Your task — Every line from the one that contains "pub const CLI_TIMEOUT_SEC: u64 = 900;" to the end of the records must be restated word for word. No other line belongs in the answer.

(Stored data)
// SPDX-License-Identifier: BUSL-1.1
// Copyright (c) 2026 Alfred Jean LLC

//! Frozen engine-wide constants.

/// Hard deadline for a single CLI invocation (15 minutes).
pub const CLI_TIMEOUT_SEC: u64 = 900;

/// Maximum pending jobs per session before enqueue is refused.
pub const MAX_QUEUE_PER_SESSION: usize = 20;

/// Maximum jobs running concurrently across all sessions.
pub const GLOBAL_MAX_RUNNING: usize = 2;

/// Snapshot after this many events since the last snapshot.
pub const SNAPSHOT_EVERY_EVENTS: u64 = 50;

/// Snapshot after this much wall-clock time, if any event was appended.
pub const SNAPSHOT_EVERY_SECONDS: u64 = 5;

/// Length of the stored excerpt of a job's final assistant text.
pub const MAX_RESULT_EXCERPT_CHARS: usize = 400;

Solution to this exercise —
pub const CLI_TIMEOUT_SEC: u64 = 900;

/// Maximum pending jobs per session before enqueue is refused.
pub const MAX_QUEUE_PER_SESSION: usize = 20;

/// Maximum jobs running concurrently across all sessions.
pub const GLOBAL_MAX_RUNNING: usize = 2;

/// Snapshot after this many events since the last snapshot.
pub const SNAPSHOT_EVERY_EVENTS: u64 = 50;

/// Snapshot after this much wall-clock time, if any event was appended.
pub const SNAPSHOT_EVERY_SECONDS: u64 = 5;

/// Length of the stored excerpt of a job's final assistant text.
pub const MAX_RESULT_EXCERPT_CHARS: usize = 400;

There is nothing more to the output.